Thursday, April 14, 2011

Visa, American Express Nudge PayPal with P2P Payment Service

Credit card network giants, Visa and American Express, recently made back-to-back announcements of new person-to-person services that they are introducing as a way to enable individuals the chance to pay one another directly without the use of cash or checks. Through these person-to-person payment services, both Visa and American Express are taking aim at PayPal Inc., which dominates the person-to-person space.
Consumers using Visa's service can send funds directly from their bank account to another person's Visa account by simply entering the recipient's 16-digit Visa, email address or mobile phone number. Once sent, the payment would show up in the account linked to the recipients' credit card, debit card or prepaid card or the recipient would receive a notice to OK the transfer.

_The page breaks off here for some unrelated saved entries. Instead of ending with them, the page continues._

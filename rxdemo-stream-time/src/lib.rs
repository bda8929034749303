// Copyright 2025 Umberto Gotti <umberto.gotti@umbertogotti.dev>
// Licensed under the Apache License, Version 2.0
// http://www.apache.org/licenses/LICENSE-2.0

//! Time-based sources and operators.
//!
//! - [`interval`] - fixed-rate counter source
//! - [`ReshapeExt`] - `.on_backpressure_buffer()` and `.concat_map_timer(delay, timer)`
//! - [`reshape_interval`] - the two combined into a slower, gap-free, bounded tick stream
//!
//! # Example
//!
//! ```rust,no_run
//! use futures::TryStreamExt;
//! use rxdemo_runtime::TokioTimer;
//! use rxdemo_stream_time::{interval, reshape_interval};
//! use std::time::Duration;
//!
//! # #[tokio::main]
//! # async fn main() -> rxdemo_core::Result<()> {
//! let source = interval(Duration::from_millis(500), TokioTimer);
//! let values: Vec<u64> = reshape_interval(source, Duration::from_secs(1), 10, TokioTimer)
//!     .try_collect()
//!     .await?;
//! assert_eq!(values, (0..10).collect::<Vec<_>>());
//! # Ok(())
//! # }
//! ```

mod interval;
mod reshape;

pub use interval::interval;
pub use reshape::{reshape_interval, ReshapeExt};
// Copyright 2025 Umberto Gotti <umberto.gotti@umbertogotti.dev>
// Licensed under the Apache License, Version 2.0
// http://www.apache.org/licenses/LICENSE-2.0

//! Simulated request/response calls.
//!
//! Each call waits a fixed latency on a [`Timer`] (without holding a thread), then flips a
//! coin. There is no real I/O behind any of them.

use async_trait::async_trait;
use core::time::Duration;
use rxdemo_core::{DemoError, Result};
use rxdemo_runtime::Timer;

use crate::config::BackendConfig;

/// The three kinds of call the sources wrap.
#[async_trait]
pub trait Backend: Clone + Send + Sync + 'static {
    /// A request that returns data, or nothing.
    async fn server_fetch(&self) -> Option<Vec<u8>>;

    /// A request that returns no data but may be refused.
    async fn server_action(&self) -> Result<()>;

    /// A lookup that returns at most one row.
    async fn db_lookup<T: Send + 'static>(&self) -> Option<T>;
}

/// [`Backend`] answering every call after `latency`, with a 50/50 outcome.
#[derive(Debug, Clone)]
pub struct SimulatedBackend<TM: Timer> {
    latency: Duration,
    response_length: usize,
    timer: TM,
}

impl<TM: Timer> SimulatedBackend<TM> {
    pub fn new(latency: Duration, response_length: usize, timer: TM) -> Self {
        Self {
            latency,
            response_length,
            timer,
        }
    }

    pub fn from_config(config: &BackendConfig, timer: TM) -> Self {
        Self::new(config.latency(), config.response_length, timer)
    }
}

#[async_trait]
impl<TM: Timer> Backend for SimulatedBackend<TM> {
    /// Random bytes half of the time, `None` otherwise. Never fails.
    async fn server_fetch(&self) -> Option<Vec<u8>> {
        self.timer.sleep_future(self.latency).await;
        fastrand::bool().then(|| random_bytes(self.response_length))
    }

    /// Refused with [`DemoError::ServerNotActive`] half of the time.
    async fn server_action(&self) -> Result<()> {
        self.timer.sleep_future(self.latency).await;
        if fastrand::bool() {
            Err(DemoError::ServerNotActive)
        } else {
            Ok(())
        }
    }

    /// Always empty.
    async fn db_lookup<T: Send + 'static>(&self) -> Option<T> {
        self.timer.sleep_future(self.latency).await;
        None
    }
}

fn random_bytes(length: usize) -> Vec<u8> {
    let mut bytes = vec![0_u8; length];
    fastrand::fill(&mut bytes);
    bytes
}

The service, which eliminates the inefficiencies of cash and check payments between individuals, could be used in a number of ways, such as ensuring a child away at college has money on a prepaid Visa or to pay back a friend that charged an item on his Visa credit card. Visa said the service will be available by the second half of 2011 in the US. The new Visa personal payments service was made possible through technical enhancements to VisaNet, Visa's global payments backend processing network, and through changes to allow the system to accept incoming funds.

As part of the announcement, two financial companies that provide technology to banks, CashEdge and Fiserv, now will have access to VisaNet in order to operate the service on behalf of Visa. Fiserv, which is behind ZashPay, and CashEdge, which has a service called Popmoney, uses the technology that makes email or mobile person-to-person non-cash exchanges possible.

Fiserv says more than 700 financial institutions have signed up for ZashPay, and the service is already live at 500 banks and credit unions. CashEdge's Popmoney is available at more than 170 US financial institutions. Both providers currently allow users to send money from their bank account to a recipient's account as long as they have the account number as well as either the recipient's email or mobile phone number. With the Visa partnership, customers also will have the option to direct funds to their eligible Visa-branded card too. Account holders of these two services will be able to send money to any Visa cardholder, even if they themselves are not Visa account holders.

American Express followed in Visa's footsteps about two weeks later and announced a digital payment and commerce platform called Serve. Through this service, consumers can make purchases and person-to-person payments online via mobile phones and at merchants that accept American Express cards. Consumers will receive a Serve general purpose prepaid card, which they can fund through bank accounts, credit or debit cards to buy items online, pay other Serve accounts or get cash from ATM.

Serve came to be because American Express integrated its technology with the Revolution Money format, which it acquired in 2010 for about $300 million. Serve can be accessed from a new application for iPhones and Android devices, as well as through Facebook. Serve charges 2.9% plus 30 cents if you use a credit card to fund the account, but Serve is waiving the credit card funding charge for the first six months. Cash, debit card and bank transfers are free.

Some recent startups like Venmo and Square are gaining in popularity too. Venmo allows users with a text-enabled US cell phone to send IOUs to friends. There are no processing fees or costs for individuals since Venmo makes its money from businesses like cafes and restaurants that use the product to collect payment. Square enables anyone to accept credit card payments.

Square offers a free credit card reader to users that plugs into an iPhone or Android phone or iPad, enabling users to swipe the magnetic strip in exchange for 2.75% of the transaction. Square reports that it is processing about $1 million in payments per day and up to 100,000 new users are signing up every month, showing that there is a growing market in the US for personal payments. However, the market for person-to-person payments in the US has long been dominated by online payment company, PayPal, which has more than 94 million registered accounts active within the last year on a worldwide basis.